WHAT YOU SHOULD DO: Print, from the listing below, the lines starting at the line containing "let groups = entry(hooks, HOOK_EVENT, json!([]))" and ending at the line containing "use tempfile::TempDir;", exactly as they stand, and print nothing else.

RAW DATA:
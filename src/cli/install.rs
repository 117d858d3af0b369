//! Prompt hook registration in `.claude/settings.json`.
//!
//! Adds or removes a `UserPromptSubmit` command hook, keeping every other
//! setting and hook in the file intact.

use std::fs;
use std::path::{Path, PathBuf};

use serde_json::{json, Map, Value};
use tracing::info;

use crate::error::Error;

/// Command registered by default.
pub const DEFAULT_HOOK_COMMAND: &str = "savehook hook";

/// Host event that carries user prompts.
const HOOK_EVENT: &str = "UserPromptSubmit";

/// Identifies our entries on uninstall.
const MARKER: &str = "savehook";

/// Settings file for a project.
pub fn settings_path(project_dir: &Path) -> PathBuf {
    project_dir.join(".claude").join("settings.json")
}

/// Install the hook and report what happened.
pub fn install(project_dir: &Path, command: &str) -> Result<(), Error> {
    let path = settings_path(project_dir);
    let backup = path.with_extension("json.savehook.bak");
    if merge_hook(&path, &backup, command)? {
        info!(path = %path.display(), "Installed prompt hook");
        println!("Prompt hook installed in {}", path.display());
    } else {
        println!("Prompt hook already installed in {}", path.display());
    }
    Ok(())
}

/// Uninstall the hook and report what happened.
pub fn uninstall(project_dir: &Path) -> Result<(), Error> {
    let path = settings_path(project_dir);
    if remove_hook(&path)? {
        info!(path = %path.display(), "Removed prompt hook");
        println!("Prompt hook removed from {}", path.display());
    } else {
        println!("No prompt hook found.");
    }
    Ok(())
}

fn read_settings(path: &Path) -> Result<Value, Error> {
    if !path.exists() {
        return Ok(json!({}));
    }
    let content = fs::read_to_string(path)?;
    if content.trim().is_empty() {
        return Ok(json!({}));
    }
    let value: Value = serde_json::from_str(&content)?;
    if value.is_object() {
        Ok(value)
    } else {
        Err(Error::other(format!(
            "{} is not a JSON object",
            path.display()
        )))
    }
}

fn write_settings(path: &Path, settings: &Value) -> Result<(), Error> {
    if let Some(parent) = path.parent() {
        fs::create_dir_all(parent)?;
    }
    fs::write(path, serde_json::to_string_pretty(settings)?)?;
    Ok(())
}

/// Get `obj[key]` as an object or array, inserting `default` when missing.
fn entry<'v>(obj: &'v mut Map<String, Value>, key: &str, default: Value) -> &'v mut Value {
    obj.entry(key.to_string()).or_insert(default)
}

fn is_ours(hook: &Value) -> bool {
    hook.get("command")
        .and_then(Value::as_str)
        .map(|c| c.contains(MARKER))
        .unwrap_or(false)
}

fn group_hooks(group: &Value) -> impl Iterator<Item = &Value> {
    group
        .get("hooks")
        .and_then(Value::as_array)
        .into_iter()
        .flatten()
}

/// Add our hook to the settings file. Returns false if already present.
///
/// An existing file is copied to `backup` before it is rewritten.
pub fn merge_hook(path: &Path, backup: &Path, command: &str) -> Result<bool, Error> {
    let mut settings = read_settings(path)?;
    let not_object = || Error::other(format!("unexpected hook layout in {}", path.display()));

    let root = settings.as_object_mut().ok_or_else(not_object)?;
    let hooks = entry(root, "hooks", json!({}))
        .as_object_mut()
        .ok_or_else(not_object)?;
    let groups = entry(hooks, HOOK_EVENT, json!([]))
        .as_array_mut()
        .ok_or_else(not_object)?;

    if groups.iter().flat_map(group_hooks).any(is_ours) {
        return Ok(false);
    }

    groups.push(json!({
        "hooks": [
            { "type": "command", "command": command }
        ]
    }));

    if path.exists() {
        fs::copy(path, backup)?;
    }
    write_settings(path, &settings)?;
    Ok(true)
}

/// Remove our hook from the settings file. Returns false if none was found.
///
/// Groups left empty are dropped, and so is the event list.
pub fn remove_hook(path: &Path) -> Result<bool, Error> {
    if !path.exists() {
        return Ok(false);
    }
    let mut settings = read_settings(path)?;

    let Some(hooks) = settings
        .get_mut("hooks")
        .and_then(Value::as_object_mut)
    else {
        return Ok(false);
    };
    let Some(groups) = hooks.get_mut(HOOK_EVENT).and_then(Value::as_array_mut) else {
        return Ok(false);
    };

    let mut removed = false;
    for group in groups.iter_mut() {
        if let Some(list) = group.get_mut("hooks").and_then(Value::as_array_mut) {
            let before = list.len();
            list.retain(|hook| !is_ours(hook));
            removed |= list.len() != before;
        }
    }
    if !removed {
        return Ok(false);
    }

    groups.retain(|group| group_hooks(group).next().is_some());
    if groups.is_empty() {
        hooks.remove(HOOK_EVENT);
    }

    write_settings(path, &settings)?;
    Ok(true)
}

#[cfg(test)]
mod tests {
    use super::*;
    use tempfile::TempDir;

    fn paths(temp: &TempDir) -> (PathBuf, PathBuf) {
        let path = settings_path(temp.path());
        let backup = path.with_extension("json.savehook.bak");
        (path, backup)
    }

    fn load(path: &Path) -> Value {
        serde_json::from_str(&fs::read_to_string(path).unwrap()).unwrap()
    }

    #[test]
    fn test_merge_new_file() {
        let temp = TempDir::new().unwrap();
        let (path, backup) = paths(&temp);

        assert!(merge_hook(&path, &backup, DEFAULT_HOOK_COMMAND).unwrap());

        let settings = load(&path);
        assert_eq!(
            settings["hooks"]["UserPromptSubmit"][0]["hooks"][0]["command"],
            "savehook hook"
        );
        assert_eq!(
            settings["hooks"]["UserPromptSubmit"][0]["hooks"][0]["type"],
            "command"
        );
        assert!(!backup.exists());
    }

    #[test]
    fn test_merge_keeps_existing_settings() {
        let temp = TempDir::new().unwrap();
        let (path, backup) = paths(&temp);
        fs::create_dir_all(path.parent().unwrap()).unwrap();
        let existing = json!({
            "permissions": { "allow": ["Bash(ls:*)"] },
            "hooks": {
                "UserPromptSubmit": [
                    { "hooks": [ { "type": "command", "command": "other-tool check" } ] }
                ],
                "Stop": [
                    { "hooks": [ { "type": "command", "command": "notify" } ] }
                ]
            }
        });
        fs::write(&path, serde_json::to_string_pretty(&existing).unwrap()).unwrap();

        assert!(merge_hook(&path, &backup, DEFAULT_HOOK_COMMAND).unwrap());

        let settings = load(&path);
        assert_eq!(settings["permissions"]["allow"][0], "Bash(ls:*)");
        assert_eq!(settings["hooks"]["Stop"][0]["hooks"][0]["command"], "notify");
        let groups = settings["hooks"]["UserPromptSubmit"].as_array().unwrap();
        assert_eq!(groups.len(), 2);
        assert!(backup.exists());
    }

    #[test]
    fn test_merge_is_idempotent() {
        let temp = TempDir::new().unwrap();
        let (path, backup) = paths(&temp);

        assert!(merge_hook(&path, &backup, DEFAULT_HOOK_COMMAND).unwrap());
        assert!(!merge_hook(&path, &backup, "/usr/local/bin/savehook hook").unwrap());

        let settings = load(&path);
        assert_eq!(settings["hooks"]["UserPromptSubmit"].as_array().unwrap().len(), 1);
    }

    #[test]
    fn test_merge_rejects_non_object() {
        let temp = TempDir::new().unwrap();
        let (path, backup) = paths(&temp);
        fs::create_dir_all(path.parent().unwrap()).unwrap();
        fs::write(&path, "[1, 2]").unwrap();

        assert!(merge_hook(&path, &backup, DEFAULT_HOOK_COMMAND).is_err());
    }

    #[test]
    fn test_remove_drops_empty_event() {
        let temp = TempDir::new().unwrap();
        let (path, backup) = paths(&temp);
        merge_hook(&path, &backup, DEFAULT_HOOK_COMMAND).unwrap();

        assert!(remove_hook(&path).unwrap());

        let settings = load(&path);
        assert!(settings["hooks"].get("UserPromptSubmit").is_none());
        assert!(!remove_hook(&path).unwrap());
    }

    #[test]
    fn test_remove_keeps_other_hooks() {
        let temp = TempDir::new().unwrap();
        let (path, _) = paths(&temp);
        fs::create_dir_all(path.parent().unwrap()).unwrap();
        let existing = json!({
            "hooks": {
                "UserPromptSubmit": [
                    { "hooks": [
                        { "type": "command", "command": "other-tool check" },
                        { "type": "command", "command": "savehook hook" }
                    ] }
                ]
            }
        });
        fs::write(&path, existing.to_string()).unwrap();

        assert!(remove_hook(&path).unwrap());

        let settings = load(&path);
        let hooks = settings["hooks"]["UserPromptSubmit"][0]["hooks"]
            .as_array()
            .unwrap();
        assert_eq!(hooks.len(), 1);
        assert_eq!(hooks[0]["command"], "other-tool check");
    }

    #[test]
    fn test_remove_missing_file() {
        let temp = TempDir::new().unwrap();
        let (path, _) = paths(&temp);
        assert!(!remove_hook(&path).unwrap());
    }
}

RESPONSE:
    let groups = entry(hooks, HOOK_EVENT, json!([]))
        .as_array_mut()
        .ok_or_else(not_object)?;

    if groups.iter().flat_map(group_hooks).any(is_ours) {
        return Ok(false);
    }

    groups.push(json!({
        "hooks": [
            { "type": "command", "command": command }
        ]
    }));

    if path.exists() {
        fs::copy(path, backup)?;
    }
    write_settings(path, &settings)?;
    Ok(true)
}

/// Remove our hook from the settings file. Returns false if none was found.
///
/// Groups left empty are dropped, and so is the event list.
pub fn remove_hook(path: &Path) -> Result<bool, Error> {
    if !path.exists() {
        return Ok(false);
    }
    let mut settings = read_settings(path)?;

    let Some(hooks) = settings
        .get_mut("hooks")
        .and_then(Value::as_object_mut)
    else {
        return Ok(false);
    };
    let Some(groups) = hooks.get_mut(HOOK_EVENT).and_then(Value::as_array_mut) else {
        return Ok(false);
    };

    let mut removed = false;
    for group in groups.iter_mut() {
        if let Some(list) = group.get_mut("hooks").and_then(Value::as_array_mut) {
            let before = list.len();
            list.retain(|hook| !is_ours(hook));
            removed |= list.len() != before;
        }
    }
    if !removed {
        return Ok(false);
    }

    groups.retain(|group| group_hooks(group).next().is_some());
    if groups.is_empty() {
        hooks.remove(HOOK_EVENT);
    }

    write_settings(path, &settings)?;
    Ok(true)
}

#[cfg(test)]
mod tests {
    use super::*;
    use tempfile::TempDir;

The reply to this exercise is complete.